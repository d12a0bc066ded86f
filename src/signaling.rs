// SPDX-License-Identifier: BUSL-1.1
// Copyright (c) 2026 Alfred Jean LLC

//! Ephemeral bookkeeping for in-flight WebRTC offer/answer/ICE negotiations.
//!
//! The tracker does not gate routing — a `webrtc` envelope is still routed by
//! its addressing fields regardless of tracker state. It exists so
//! "which negotiation does this ICE candidate belong to" is answerable and
//! testable, and so stale negotiations can be logged and swept.

use std::collections::HashMap;
use std::time::{Duration, Instant};

use tokio::sync::Mutex;

use crate::session::Role;

/// Key identifying one client/device negotiation.
pub type SignalingKey = (String, String);

struct SignalingEntry {
    #[allow(dead_code)]
    token: Option<String>,
    #[allow(dead_code)]
    created_at: Instant,
    last_seen: Instant,
}

/// Tracks ephemeral signaling sessions keyed by (client_id, device_id).
pub struct SignalingTracker {
    sessions: Mutex<HashMap<SignalingKey, SignalingEntry>>,
}

impl SignalingTracker {
    pub fn new() -> Self {
        Self { sessions: Mutex::new(HashMap::new()) }
    }

    /// Open (or refresh) a signaling session for a client/device pair,
    /// typically on `offer`.
    pub async fn open(&self, client_id: &str, device_id: &str, token: Option<String>) {
        let mut sessions = self.sessions.lock().await;
        let now = Instant::now();
        sessions
            .entry((client_id.to_owned(), device_id.to_owned()))
            .and_modify(|e| e.last_seen = now)
            .or_insert(SignalingEntry { token, created_at: now, last_seen: now });
    }

    /// Refresh the idle clock for a pair, if tracked. Returns whether an
    /// entry existed (useful only for diagnostics — routing never depends on
    /// this).
    pub async fn touch(&self, client_id: &str, device_id: &str) -> bool {
        let mut sessions = self.sessions.lock().await;
        match sessions.get_mut(&(client_id.to_owned(), device_id.to_owned())) {
            Some(entry) => {
                entry.last_seen = Instant::now();
                true
            }
            None => false,
        }
    }

    /// End a signaling session, e.g. on `close`/`error` subtype.
    pub async fn close(&self, client_id: &str, device_id: &str) {
        self.sessions.lock().await.remove(&(client_id.to_owned(), device_id.to_owned()));
    }

    /// Drop every signaling session involving the given endpoint, e.g. on
    /// disconnect.
    pub async fn close_all_for(&self, role: Role, id: &str) {
        let mut sessions = self.sessions.lock().await;
        sessions.retain(|(client_id, device_id), _| match role {
            Role::Client => client_id != id,
            Role::Device => device_id != id,
        });
    }

    /// Remove signaling sessions idle past `idle_timeout`. Returns the
    /// number swept, for observability.
    pub async fn sweep(&self, idle_timeout: Duration) -> usize {
        let mut sessions = self.sessions.lock().await;
        let before = sessions.len();
        sessions.retain(|_, entry| entry.last_seen.elapsed() < idle_timeout);
        before - sessions.len()
    }

    pub async fn len(&self) -> usize {
        self.sessions.lock().await.len()
    }
}

impl Default for SignalingTracker {
    fn default() -> Self {
        Self::new()
    }
}
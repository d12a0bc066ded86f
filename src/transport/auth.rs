// SPDX-License-Identifier: BUSL-1.1
// Copyright (c) 2026 Alfred Jean LLC

use std::sync::Arc;

use axum::extract::State;
use axum::http::{HeaderMap, Request, StatusCode};
use axum::middleware::Next;
use axum::response::{IntoResponse, Response};

use crate::error::RelayError;
use crate::state::RelayState;

/// Constant-time string comparison to prevent timing side-channel attacks.
fn constant_time_eq(a: &str, b: &str) -> bool {
    let a = a.as_bytes();
    let b = b.as_bytes();
    if a.len() != b.len() {
        return false;
    }
    let mut acc = 0u8;
    for (x, y) in a.iter().zip(b.iter()) {
        acc |= x ^ y;
    }
    acc == 0
}

/// Validate a Bearer token from HTTP headers.
pub fn validate_bearer(headers: &HeaderMap, expected: Option<&str>) -> Result<(), RelayError> {
    let expected = match expected {
        Some(tok) => tok,
        None => return Ok(()),
    };

    let header =
        headers.get("authorization").and_then(|v| v.to_str().ok()).ok_or(RelayError::Unauthorized)?;

    let token = header.strip_prefix("Bearer ").ok_or(RelayError::Unauthorized)?;
    if constant_time_eq(token, expected) {
        Ok(())
    } else {
        Err(RelayError::Unauthorized)
    }
}

/// Validate a token from a WebSocket query string (`?token=...`).
pub fn validate_ws_query(query: &str, expected: Option<&str>) -> Result<(), RelayError> {
    let expected = match expected {
        Some(tok) => tok,
        None => return Ok(()),
    };

    for pair in query.split('&') {
        if let Some(value) = pair.strip_prefix("token=") {
            if constant_time_eq(value, expected) {
                return Ok(());
            }
        }
    }

    Err(RelayError::Unauthorized)
}

/// Axum middleware that enforces Bearer token authentication.
///
/// Exempt: `/health`. WebSocket upgrades (`/device/`, `/client/`) carry their
/// own `?token=` query check inside the upgrade handler, since browsers can't
/// set an Authorization header on a WebSocket handshake.
pub async fn auth_layer(
    state: State<Arc<RelayState>>,
    req: Request<axum::body::Body>,
    next: Next,
) -> Response {
    let path = req.uri().path();

    if path == "/health" || path.starts_with("/device/") || path.starts_with("/client/") {
        return next.run(req).await;
    }

    if let Err(code) = validate_bearer(req.headers(), state.config.auth_token.as_deref()) {
        let body = crate::error::ErrorResponse { error: code.to_error_body("unauthorized") };
        return (
            StatusCode::from_u16(code.http_status()).unwrap_or(StatusCode::UNAUTHORIZED),
            axum::Json(body),
        )
            .into_response();
    }

    next.run(req).await
}
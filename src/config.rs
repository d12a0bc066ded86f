// SPDX-License-Identifier: BUSL-1.1
// Copyright (c) 2026 Alfred Jean LLC

use std::time::Duration;

/// Configuration for the fleet relay hub.
#[derive(Debug, Clone, clap::Parser)]
#[command(name = "fleet-relay", about = "Relay hub for device/client telemetry and signaling")]
pub struct RelayConfig {
    /// Host to bind on.
    #[arg(long, default_value = "0.0.0.0", env = "HOST")]
    pub host: String,

    /// Port to listen on.
    #[arg(long, default_value_t = 8000, env = "PORT")]
    pub port: u16,

    /// Shared bearer/query token gating non-health endpoints. If unset, auth is disabled.
    #[arg(long, env = "AUTH_TOKEN")]
    pub auth_token: Option<String>,

    /// Advisory reconnect attempt count surfaced to peers; the hub does not enforce it.
    #[arg(long, default_value_t = 5, env = "MAX_RECONNECT_ATTEMPTS")]
    pub max_reconnect_attempts: u32,

    /// Advisory reconnect interval in seconds, surfaced to peers.
    #[arg(long, default_value_t = 2, env = "RECONNECT_INTERVAL")]
    pub reconnect_interval_secs: u64,

    /// Extra per-envelope trace logging.
    #[arg(long, default_value_t = false, env = "DEBUG_MODE")]
    pub debug_mode: bool,

    /// Log level (trace, debug, info, warn, error).
    #[arg(long, default_value = "info", env = "LOG_LEVEL")]
    pub log_level: String,

    /// Heartbeat deadline, seconds: a session idle past this since last activity is closed.
    #[arg(long, default_value_t = 30, env = "CONNECTION_TIMEOUT")]
    pub connection_timeout_secs: u64,

    /// Heartbeat period, seconds: how often the supervisor probes each session.
    #[arg(long, default_value_t = 20, env = "PING_INTERVAL")]
    pub ping_interval_secs: u64,

    /// Per-device telemetry ring capacity.
    #[arg(long, default_value_t = 100, env = "TELEMETRY_BUFFER_SIZE")]
    pub telemetry_buffer_size: usize,

    /// Per-session outbound queue capacity.
    #[arg(long, default_value_t = 256, env = "OUTBOUND_QUEUE_SIZE")]
    pub outbound_queue_size: usize,

    /// Idle timeout, seconds, for tracked signaling sessions.
    #[arg(long, default_value_t = 120, env = "SIGNALING_IDLE_TIMEOUT")]
    pub signaling_idle_timeout_secs: u64,
}

impl RelayConfig {
    pub fn connection_timeout(&self) -> Duration {
        Duration::from_secs(self.connection_timeout_secs)
    }

    pub fn ping_interval(&self) -> Duration {
        Duration::from_secs(self.ping_interval_secs)
    }

    pub fn signaling_idle_timeout(&self) -> Duration {
        Duration::from_secs(self.signaling_idle_timeout_secs)
    }

    /// Deadline for a single outbound write before the frame is abandoned.
    pub fn write_deadline(&self) -> Duration {
        Duration::from_secs(2)
    }

    /// Deadline for draining a session's outbound queue on close.
    pub fn close_drain_deadline(&self) -> Duration {
        Duration::from_secs(2)
    }

    /// How long a device's telemetry ring (and directory metadata) survives
    /// after its session last closed with no successor.
    pub fn telemetry_retention(&self) -> Duration {
        Duration::from_secs(5 * 60)
    }

    /// Interval of the background sweep that expires stale telemetry rings
    /// and idle signaling sessions.
    pub fn sweep_interval(&self) -> Duration {
        Duration::from_secs(30)
    }
}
----
* [About this task]: Word for word, restate the lines above from the line containing "still routed by" through the line containing "logged and swept.", with both included and nothing else.

* [Result of the exercise]:
//! The tracker does not gate routing — a `webrtc` envelope is still routed by
//! its addressing fields regardless of tracker state. It exists so
//! "which negotiation does this ICE candidate belong to" is answerable and
//! testable, and so stale negotiations can be logged and swept.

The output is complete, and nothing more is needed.